Configure only what your app needs. Our demo uses sql + genie + serving. Additional scopes (files.files, apps) are available as Databricks expands capabilities.
Created at the Databricks account level. Can be assigned to multiple workspaces. Has a globally unique application_id (UUID).
| application_id | UUID, globally unique, used in current_user() |
| display_name | Human-readable (e.g., fed-exchange-sp-west-sales) |
| Scope | Account-wide. Assigned to workspaces. |
When assigned to a workspace, the SP gets a workspace-specific principal_id (integer). This is used for workspace-level permissions.
| principal_id | Integer, workspace-specific, for ACLs |
| Groups | Added to workspace groups for UC governance |
| Grants | UC grants reference the application_id |
Common confusion: application_id (UUID) is what current_user() returns and what you use in UC GRANTs. principal_id (integer) is for workspace-level permissions like CAN USE on SQL warehouses. They are not interchangeable.
Federation pattern: Each role maps to a dedicated SP. west_sales role → fed-exchange-sp-west-sales SP → west_sales UC group. The JWT role claim drives which SP receives the exchanged token.
Unity Catalog enforcement is identical. Only the identity source differs.
Federation: is_member('group')
OBO: current_user()
West sales rep sees only WEST region deals. Same table, different data.
margin_pct masked for non-privileged roles
Finance/exec/admin see real margins. Sales reps see NULL. Enforced at SQL engine.

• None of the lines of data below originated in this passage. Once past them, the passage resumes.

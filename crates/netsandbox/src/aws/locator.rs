//! Tag-indexed resource discovery
//!
//! Teardown never stores identifiers between invocations. Instead each
//! resource is found again from its name tag (or, for resources that are
//! not tagged by name, from the VPC they belong to).

use crate::aws::ec2::Ec2Operations;
use crate::aws::tags::tag_filter;
use crate::error::Result;
use aws_sdk_ec2::types::Filter;
use netsandbox_common::{ResourceKind, TagNamespace, TagPair};
use tracing::debug;

/// Instance states that still count as "present".
///
/// Terminated instances stay visible to DescribeInstances for a while; they
/// are excluded so a finished teardown leaves nothing discoverable.
pub const ACTIVE_INSTANCE_STATES: &[&str] =
    &["pending", "running", "shutting-down", "stopping", "stopped"];

/// One lookup the locator knows how to perform
#[derive(Debug, Clone, PartialEq, Eq)]
pub enum ResourceQuery {
    Vpc { name: TagPair },
    Subnet { name: TagPair },
    SecurityGroup { name: TagPair },
    Instance { name: TagPair },
    /// Gateways attached to a VPC
    InternetGateways { vpc_id: String },
    /// The route table marked as main for a VPC
    MainRouteTable { vpc_id: String },
}

impl ResourceQuery {
    pub fn vpc(tags: &TagNamespace) -> Self {
        Self::Vpc {
            name: tags.name_tag(ResourceKind::Vpc),
        }
    }

    pub fn subnet(tags: &TagNamespace) -> Self {
        Self::Subnet {
            name: tags.name_tag(ResourceKind::Subnet),
        }
    }

    pub fn security_group(tags: &TagNamespace) -> Self {
        Self::SecurityGroup {
            name: tags.name_tag(ResourceKind::SecurityGroup),
        }
    }

    pub fn instance(tags: &TagNamespace) -> Self {
        Self::Instance {
            name: tags.name_tag(ResourceKind::Instance),
        }
    }

    /// Kind of resource this query returns
    pub fn kind(&self) -> ResourceKind {
        match self {
            Self::Vpc { .. } => ResourceKind::Vpc,
            Self::Subnet { .. } => ResourceKind::Subnet,
            Self::SecurityGroup { .. } => ResourceKind::SecurityGroup,
            Self::Instance { .. } => ResourceKind::Instance,
            Self::InternetGateways { .. } => ResourceKind::InternetGateway,
            Self::MainRouteTable { .. } => ResourceKind::RouteTable,
        }
    }

    /// Describe filters for this query
    pub fn filters(&self) -> Vec<Filter> {
        match self {
            Self::Vpc { name } | Self::Subnet { name } | Self::SecurityGroup { name } => {
                vec![tag_filter(name)]
            }
            Self::Instance { name } => vec![
                tag_filter(name),
                ACTIVE_INSTANCE_STATES
                    .iter()
                    .fold(
                        Filter::builder().name("instance-state-name"),
                        |builder, state| builder.values(*state),
                    )
                    .build(),
            ],
            Self::InternetGateways { vpc_id } => vec![
                Filter::builder()
                    .name("attachment.vpc-id")
                    .values(vpc_id)
                    .build(),
            ],
            Self::MainRouteTable { vpc_id } => vec![
                Filter::builder().name("vpc-id").values(vpc_id).build(),
                Filter::builder()
                    .name("association.main")
                    .values("true")
                    .build(),
            ],
        }
    }
}

/// Resolve a query to its first match, `None` when nothing matches.
///
/// When several resources match, the first one returned by the provider wins.
pub async fn locate<E: Ec2Operations>(ec2: &E, query: &ResourceQuery) -> Result<Option<String>> {
    let id = ec2.find_ids(query).await?.into_iter().next();
    match &id {
        Some(id) => debug!(kind = %query.kind(), id = %id, "Located resource"),
        None => debug!(kind = %query.kind(), query = ?query, "No matching resource"),
    }
    Ok(id)
}

/// Resolve a query to every match.
pub async fn locate_all<E: Ec2Operations>(ec2: &E, query: &ResourceQuery) -> Result<Vec<String>> {
    let ids = ec2.find_ids(query).await?;
    debug!(kind = %query.kind(), count = ids.len(), "Located resources");
    Ok(ids)
}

Controls external API access
One SQL statement to GRANT or REVOKE access to external services per role.
Controls which identities can invoke UC functions as agent tools. Per-function, per-principal.
Controls access to Model Serving endpoints (supervisor agent, FMAPI). Per-endpoint access control.
All enforced by the SQL engine, not application code. Cannot be bypassed.
Federation uses RBAC matrix + UC governance. OBO uses UC governance only (no matrix needed).
| Tool | West Sales | East Sales | Managers | Executive | Finance | Admin |
|---|---|---|---|---|---|---|
| check_identity | ✓ | ✓ | ✓ | ✓ | ✓ | ✓ |
| get_region_summary | ✓ WEST | ✓ EAST | ✓ ALL | ✓ ALL | ✓ ALL | ✓ ALL |
| query_sales_data | ✓ masked | ✓ masked | ✓ masked | ✓ real | ✓ real | ✓ real |
| genie_query | ✓ | ✓ | ✓ | ✓ | ✓ | ✓ |
| query_knowledge_base | ✓ | ✓ | ✓ | ✓ | ✓ | ✓ |
| query_audit_log | ✗ | ✗ | ✗ | ✓ | ✓ | ✓ |
| ask_supervisor | ✗ | ✗ | ✗ | ✓ | ✗ | ✓ |
| github_search | ✗ | ✗ | ✗ | ✓ | ✗ | ✓ |
| external_api_call | ✗ | ✗ | ✗ | ✓ | ✗ | ✓ |
| OBO | Internal users. current_user() = human. Per-user row filters and audit trails. |
| M2M | Automation. SP credentials. Fixed permissions. Background jobs and pipelines. |
| FED | External users. IDP JWT exchanged for role-scoped SP token. IDP-agnostic. |
Same UC governance. Same MCP tools. Same audit table.
Auth0. Okta. Entra. Any OIDC provider. Swap the IDP config, keep the architecture.